Preserve Your Charitable Deduction with a Donor Advised Fund
The new federal tax law could affect your charitable giving. Deductions for charitable gifts will not change in 2018, but other changes to federal tax law could affect whether you will itemize your taxes for future years – and that could affect the deductibility of your charitable donations in 2018 and beyond.
Under the new law, the standard deduction – the amount taxpayers can subtract from their taxable income without itemizing deductions on their tax returns – will rise to $12,000 for individuals and $24,000 for married couples. That means people whose itemized deductions would be below the cutoff may no longer see tax savings from their charitable giving.
A donor advised fund with the Jewish Community Foundation can preserve the charitable deduction for people who otherwise would not itemize. Donors can “bunch” two or more years’ worth of charitable giving into a donor advised fund, take the tax deduction in the year of the gift, and then make charitable gifts from their donor advised fund over time. With this strategy, the funds you donate this year can be contributed to the organizations you support next year and beyond. Plus, the money you donate to a donor advised fund is invested, potentially increasing the amount available for contributions.

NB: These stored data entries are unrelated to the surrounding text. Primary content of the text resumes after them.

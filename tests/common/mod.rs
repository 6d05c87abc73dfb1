//! Shared test helpers: a tiny blocking HTTP server on `std::net`, a fake
//! vendor cloud routed through it, and a `SetupProvider` with scripted
//! answers.

#![allow(dead_code)]

use std::collections::VecDeque;
use std::io::{Read, Write};
use std::net::{TcpListener, TcpStream};
use std::path::{Path, PathBuf};
use std::sync::atomic::{AtomicUsize, Ordering};
use std::sync::{Arc, Mutex};
use std::thread;

use reqwest::StatusCode;
use tonie_upload::{Chapter, CredentialStore, Credentials, Endpoints, SetupError, SetupProvider};

// ─── Mock HTTP server ──────────────────────────────────────────────

/// One request as seen by the mock server.
#[derive(Debug, Clone)]
pub struct Recorded {
    pub method: String,
    pub path: String,
    pub headers: Vec<(String, String)>,
    pub body: Vec<u8>,
}

impl Recorded {
    pub fn header(&self, name: &str) -> Option<&str> {
        self.headers
            .iter()
            .find(|(k, _)| k.eq_ignore_ascii_case(name))
            .map(|(_, v)| v.as_str())
    }

    pub fn body_text(&self) -> String {
        String::from_utf8_lossy(&self.body).into_owned()
    }

    pub fn is(&self, method: &str, path: &str) -> bool {
        self.method == method && self.path == path
    }
}

pub struct Reply {
    pub status: u16,
    pub body: String,
}

impl Reply {
    pub fn json(status: u16, body: impl Into<String>) -> Self {
        Reply {
            status,
            body: body.into(),
        }
    }
}

pub struct MockServer {
    base: String,
    requests: Arc<Mutex<Vec<Recorded>>>,
}

impl MockServer {
    /// Serve every connection on a background thread. Each connection
    /// carries exactly one request and is closed after the reply.
    pub fn start<F>(handler: F) -> Self
    where
        F: Fn(&Recorded) -> Reply + Send + Sync + 'static,
    {
        let listener = TcpListener::bind("127.0.0.1:0").expect("bind mock HTTP server");
        let port = listener.local_addr().expect("get mock port").port();
        let requests = Arc::new(Mutex::new(Vec::new()));

        let seen = Arc::clone(&requests);
        thread::spawn(move || {
            for stream in listener.incoming() {
                let mut stream = match stream {
                    Ok(s) => s,
                    Err(_) => break,
                };
                let Some(request) = read_request(&mut stream) else {
                    continue;
                };
                seen.lock().unwrap().push(request.clone());
                let reply = handler(&request);
                write_reply(&mut stream, &reply);
            }
        });

        MockServer {
            base: format!("http://127.0.0.1:{port}"),
            requests,
        }
    }

    pub fn url(&self) -> &str {
        &self.base
    }

    pub fn requests(&self) -> Vec<Recorded> {
        self.requests.lock().unwrap().clone()
    }
}

fn read_request(stream: &mut TcpStream) -> Option<Recorded> {
    let mut data = Vec::new();
    let mut buf = [0u8; 8192];
    let header_end = loop {
        let n = stream.read(&mut buf).ok()?;
        if n == 0 {
            return None;
        }
        data.extend_from_slice(&buf[..n]);
        if let Some(pos) = data.windows(4).position(|w| w == b"\r\n\r\n") {
            break pos;
        }
    };

    let head = String::from_utf8_lossy(&data[..header_end]).into_owned();
    let mut lines = head.split("\r\n");
    let mut request_line = lines.next()?.split(' ');
    let method = request_line.next()?.to_string();
    let path = request_line.next()?.to_string();
    let headers: Vec<(String, String)> = lines
        .filter_map(|line| line.split_once(':'))
        .map(|(k, v)| (k.trim().to_string(), v.trim().to_string()))
        .collect();
    let content_length: usize = headers
        .iter()
        .find(|(k, _)| k.eq_ignore_ascii_case("content-length"))
        .and_then(|(_, v)| v.parse().ok())
        .unwrap_or(0);

    let body_start = header_end + 4;
    while data.len() < body_start + content_length {
        let n = stream.read(&mut buf).ok()?;
        if n == 0 {
            break;
        }
        data.extend_from_slice(&buf[..n]);
    }
    let body = data[body_start..].to_vec();

    Some(Recorded {
        method,
        path,
        headers,
        body,
    })
}

fn write_reply(stream: &mut TcpStream, reply: &Reply) {
    let reason = StatusCode::from_u16(reply.status)
        .ok()
        .and_then(|s| s.canonical_reason())
        .unwrap_or("Unknown");
    let response = format!(
        "HTTP/1.1 {} {}\r\nContent-Type: application/json\r\nContent-Length: {}\r\nConnection: close\r\n\r\n{}",
        reply.status,
        reason,
        reply.body.len(),
        reply.body
    );
    let _ = stream.write_all(response.as_bytes());
    let _ = stream.flush();
}

// ─── Fake vendor cloud ─────────────────────────────────────────────

pub const TOKEN: &str = "tok-1";
pub const HOUSEHOLD: &str = "h-1";
pub const FIGURINE: &str = "t-1";

/// Vendor API, token endpoint and object store in one. The `*_status`
/// overrides turn individual endpoints into failures.
#[derive(Default)]
pub struct FakeCloud {
    pub households: Vec<(&'static str, &'static str)>,
    pub figurines: Vec<(&'static str, &'static str)>,
    pub token_status: Option<u16>,
    pub households_status: Option<u16>,
    /// 1-based number of the slot request that fails with 500.
    pub fail_slot_at: Option<usize>,
    pub bucket_status: Option<u16>,
    pub publish_status: Option<u16>,
    /// Slot requests served so far.
    pub slots: AtomicUsize,
    /// Chapter list stored by the last successful PATCH.
    pub chapters: Mutex<Option<Vec<Chapter>>>,
}

impl FakeCloud {
    pub fn start(mut self) -> Cloud {
        if self.households.is_empty() {
            self.households = vec![(HOUSEHOLD, "Home"), ("h-2", "Grandma")];
        }
        if self.figurines.is_empty() {
            self.figurines = vec![(FIGURINE, "Bear"), ("t-2", "Rabbit")];
        }
        let state = Arc::new(self);
        let handler_state = Arc::clone(&state);
        let server = MockServer::start(move |req| handler_state.handle(req));
        Cloud { state, server }
    }

    fn handle(&self, req: &Recorded) -> Reply {
        let figurines_path = format!("/v2/households/{HOUSEHOLD}/creativetonies");
        let figurine_path = format!("{figurines_path}/{FIGURINE}");

        match (req.method.as_str(), req.path.as_str()) {
            ("POST", "/token") => match self.token_status {
                Some(status) => Reply::json(status, r#"{"error":"invalid_grant"}"#),
                None => Reply::json(
                    200,
                    format!(r#"{{"access_token":"{TOKEN}","token_type":"bearer","expires_in":300}}"#),
                ),
            },
            ("GET", "/v2/households") => match self.households_status {
                Some(status) => Reply::json(status, "maintenance"),
                None => Reply::json(200, named_json(&self.households)),
            },
            ("GET", path) if path == figurines_path => {
                Reply::json(200, named_json(&self.figurines))
            }
            ("POST", "/v2/file") => {
                let n = self.slots.fetch_add(1, Ordering::SeqCst) + 1;
                if self.fail_slot_at == Some(n) {
                    return Reply::json(500, "boom");
                }
                let host = req.header("host").unwrap_or("127.0.0.1");
                Reply::json(
                    200,
                    format!(
                        r#"{{"request":{{"url":"http://{host}/bucket","fields":{{"key":"key-{n}","policy":"p0l1cy","x-amz-signature":"s1g"}}}},"fileId":"file-{n}"}}"#
                    ),
                )
            }
            ("POST", "/bucket") => match self.bucket_status {
                Some(status) => Reply::json(status, "<Error>AccessDenied</Error>"),
                None => Reply::json(204, ""),
            },
            ("PATCH", path) if path == figurine_path => {
                if let Some(status) = self.publish_status {
                    return Reply::json(status, "");
                }
                let update: serde_json::Value =
                    serde_json::from_slice(&req.body).expect("chapter update is json");
                let chapters: Vec<Chapter> =
                    serde_json::from_value(update["chapters"].clone()).expect("chapters array");
                *self.chapters.lock().unwrap() = Some(chapters);
                Reply::json(200, "{}")
            }
            _ => Reply::json(404, "not found"),
        }
    }
}

fn named_json(items: &[(&str, &str)]) -> String {
    let items: Vec<serde_json::Value> = items
        .iter()
        .map(|(id, name)| serde_json::json!({ "id": id, "name": name }))
        .collect();
    serde_json::Value::Array(items).to_string()
}

/// A running `FakeCloud`.
pub struct Cloud {
    state: Arc<FakeCloud>,
    server: MockServer,
}

impl Cloud {
    pub fn endpoints(&self) -> Endpoints {
        Endpoints {
            api_base_url: format!("{}/v2", self.server.url()),
            token_url: format!("{}/token", self.server.url()),
            ..Endpoints::default()
        }
    }

    pub fn requests(&self) -> Vec<Recorded> {
        self.server.requests()
    }

    pub fn count(&self, method: &str, path: &str) -> usize {
        self.requests().iter().filter(|r| r.is(method, path)).count()
    }

    pub fn publish_count(&self) -> usize {
        self.requests().iter().filter(|r| r.method == "PATCH").count()
    }

    /// Chapter list currently stored on the figurine.
    pub fn chapters(&self) -> Option<Vec<Chapter>> {
        self.state.chapters.lock().unwrap().clone()
    }
}

// ─── Fixtures ──────────────────────────────────────────────────────

pub fn complete_credentials() -> Credentials {
    Credentials {
        username: "kid@example.com".into(),
        password: "secret".into(),
        household_id: HOUSEHOLD.into(),
        figurine_id: FIGURINE.into(),
    }
}

/// Credentials store inside `dir`, pre-filled with a complete config.
pub fn configured_store(dir: &Path) -> CredentialStore {
    let store = CredentialStore::new(dir.join("tonie_upload.yml"));
    store.save(&complete_credentials()).unwrap();
    store
}

/// A source directory holding the given files.
pub fn source_dir(parent: &Path, name: &str, files: &[(&str, &[u8])]) -> PathBuf {
    let dir = parent.join(name);
    std::fs::create_dir_all(&dir).unwrap();
    for (file, content) in files {
        std::fs::write(dir.join(file), content).unwrap();
    }
    dir
}

pub fn chapter(title: &str, file: &str) -> Chapter {
    Chapter {
        title: title.into(),
        file: file.into(),
    }
}

// ─── Scripted setup provider ───────────────────────────────────────

/// Answers prompts from queues; an empty queue counts as the user
/// cancelling. Every prompt is recorded in `asked`.
#[derive(Default)]
pub struct Scripted {
    pub texts: VecDeque<String>,
    pub secrets: VecDeque<String>,
    pub choices: VecDeque<usize>,
    pub paths: VecDeque<PathBuf>,
    pub asked: Vec<String>,
    pub text_defaults: Vec<String>,
}

impl SetupProvider for Scripted {
    fn ask_text(&mut self, prompt: &str, default: &str) -> Result<String, SetupError> {
        self.asked.push(prompt.to_string());
        self.text_defaults.push(default.to_string());
        self.texts.pop_front().ok_or(SetupError::AbortedByUser)
    }

    fn ask_secret(&mut self, prompt: &str) -> Result<String, SetupError> {
        self.asked.push(prompt.to_string());
        self.secrets.pop_front().ok_or(SetupError::AbortedByUser)
    }

    fn ask_choice(&mut self, prompt: &str, items: &[String]) -> Result<usize, SetupError> {
        self.asked.push(format!("{prompt}: {}", items.join(", ")));
        self.choices.pop_front().ok_or(SetupError::AbortedByUser)
    }

    fn ask_path(&mut self, prompt: &str) -> Result<PathBuf, SetupError> {
        self.asked.push(prompt.to_string());
        self.paths.pop_front().ok_or(SetupError::AbortedByUser)
    }
}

If you contribute to your fund by transferring appreciated stock, you can get a deduction for the full current value of the stock and avoid capital gains at the same time. For many people, this is a particularly tax-effective way to give, because of the significant stock gains they have enjoyed in recent years.
Consult a tax professional
Depending on your situation, we recommend that you consult a tax professional about giving a few years’ worth of donations now to ensure that you get a tax deduction for your generosity, or donate more next year into your donor advised fund.